The KEGG pathway enrichment analysis revealed that the DEGs were mostly involved in the DNA replication and cell cycle pathways. The implicated genes included replication factor C subunit 4 (RFC4), minichromosome maintenance complex component 2 (MCM2), MCM5, MCM6, cell division cycle 6 (CDC6), and TTK protein kinase (TTK) (Figure 3A,B; Table 3).

Figure 3 The Kyoto Encyclopedia of Genes and Genomes (KEGG) pathway enrichment analysis of the 40 core differentially expressed genes in esophageal squamous cell carcinoma. (A) KEGG pathway enrichment of hsa03030: DNA replication. Involved genes were replication factor C subunit 4 (RFC4), minichromosome maintenance complex component 2 (MCM2), MCM5, MCM6. (B) KEGG pathway enrichment of hsa04110: cell cycle. Involved genes were cell division cycle 6 (CDC6), TTK protein kinase (TTK), MCM2, MCM5, and MCM6.

Finally, we conducted a survival analysis of 39 identified core DEGs, as PICALM interacting mitotic regulator (FAM64A) was excluded due to a lack of survival data. With P<0.05 indicating statistical significance, 15 genes were found to be statistically significantly related to survival and are shown in Figure 4. The survival curves of the other 24 genes are presented in Figure S2.

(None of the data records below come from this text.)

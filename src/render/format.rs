//! Per-post fragments shared by the listing and the detail page.
//!
//! Both pages format dates and tags through these functions so the two views
//! can never drift apart.

use crate::{
    content::PostRecord,
    utils::date::{display_date, iso_date},
};
use quick_xml::escape::escape;
use std::fmt::Write;

/// `<time>` element with the display date and an ISO `datetime` attribute.
pub fn date_html(post: &PostRecord) -> String {
    format!(
        r#"<time class="post-date" data-testid="post-date" datetime="{}">{}</time>"#,
        iso_date(post.date),
        display_date(post.date)
    )
}

/// Tag list in record order; empty string when the post has no tags.
pub fn tags_html(post: &PostRecord) -> String {
    if post.tags.is_empty() {
        return String::new();
    }

    let mut html = String::from(r#"<ul class="tags">"#);
    for tag in &post.tags {
        let _ = write!(
            html,
            r#"<li class="tag" data-testid="post-tag">{}</li>"#,
            escape(tag.as_str())
        );
    }
    html.push_str("</ul>");
    html
}

/// Escaped title text.
pub fn title_text(post: &PostRecord) -> String {
    escape(post.title.as_str()).into_owned()
}

/// Escaped excerpt text.
pub fn excerpt_text(post: &PostRecord) -> String {
    escape(post.excerpt.as_str()).into_owned()
}

#[cfg(test)]
mod tests {
    use super::*;
    use chrono::NaiveDate;

    fn post(tags: &[&str]) -> PostRecord {
        PostRecord::new(
            "Dashboards & <Insight>",
            NaiveDate::from_ymd_opt(2025, 7, 5).unwrap(),
            tags.iter().copied(),
            "Sheets \"to\" KPIs",
        )
    }

    #[test]
    fn test_date_html() {
        let html = date_html(&post(&[]));

        assert!(html.contains(r#"datetime="2025-07-05""#));
        assert!(html.contains(">Jul 05, 2025</time>"));
        assert!(html.contains(r#"data-testid="post-date""#));
    }

    #[test]
    fn test_tags_html_in_order() {
        let html = tags_html(&post(&["Dashboards", "Sheets", "KPI"]));

        assert_eq!(html.matches(r#"data-testid="post-tag""#).count(), 3);
        let dashboards = html.find("Dashboards").unwrap();
        let kpi = html.find("KPI").unwrap();
        assert!(dashboards < kpi);
    }

    #[test]
    fn test_tags_html_escapes() {
        let html = tags_html(&post(&["A&B"]));
        assert!(html.contains("A&amp;B"));
    }

    #[test]
    fn test_tags_html_empty() {
        assert_eq!(tags_html(&post(&[])), "");
    }

    #[test]
    fn test_text_escaping() {
        let post = post(&[]);

        assert_eq!(title_text(&post), "Dashboards &amp; &lt;Insight&gt;");
        assert_eq!(excerpt_text(&post), "Sheets &quot;to&quot; KPIs");
    }
}
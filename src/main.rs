//! pmc - static site generator and dev server for the PMC Consulting site.

mod build;
mod cli;
mod config;
mod content;
mod generator;
mod init;
mod logger;
mod render;
mod route;
mod serve;
mod utils;
mod watch;

use anyhow::{Result, bail};
use build::build_site;
use clap::Parser;
use cli::{Cli, Commands};
use config::SiteConfig;
use init::new_site;
use serve::serve_site;
use std::path::Path;

fn main() -> Result<()> {
    let cli: &'static Cli = Box::leak(Box::new(Cli::parse()));
    let config: &'static SiteConfig = Box::leak(Box::new(load_config(cli)?));

    match &cli.command {
        Commands::Init { name } => new_site(config, name.is_some()),
        Commands::Build { .. } => build_site(config).map(|_| ()),
        Commands::Serve { .. } => {
            let store = build_site(config)?;
            serve_site(config, store)
        }
    }
}

/// Load and validate configuration from CLI arguments
fn load_config(cli: &Cli) -> Result<SiteConfig> {
    let root = cli.root.as_deref().unwrap_or(Path::new("./"));
    let config_path = match &cli.command {
        Commands::Init { name: Some(name) } => root.join(name).join(&cli.config),
        _ => root.join(&cli.config),
    };

    let mut config = if config_path.exists() {
        SiteConfig::from_path(&config_path)?
    } else {
        SiteConfig::default()
    };
    config.update_with_cli(cli);

    let config_exists = config.config_path.exists();
    match (cli.is_init(), config_exists) {
        (true, true) => {
            bail!("Config file already exists. Remove it manually or init in a different path.")
        }
        (false, false) => bail!("Config file not found."),
        _ => {}
    }

    if !cli.is_init() {
        config.validate()?;
    }

    Ok(config)
}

Figure 4 Kaplan-Meier plots of the 15 genes with statistical significance (P<0.05). Gene name is shown at the top of each figure part. Black line represents low expression of the identified gene, and red line represents high expression of the identified gene. Corresponding life table, hazard ratio, and log-rank P value are shown in each figure part.

The GO analysis of the 15 significant genes revealed that the most enriched BP, CC, and MF were cell division, nucleoplasm, and ATP binding, respectively (Table 4). KEGG pathway enrichment analysis again showed enrichment mainly in the cell cycle pathway (Figure 3B and Table 5).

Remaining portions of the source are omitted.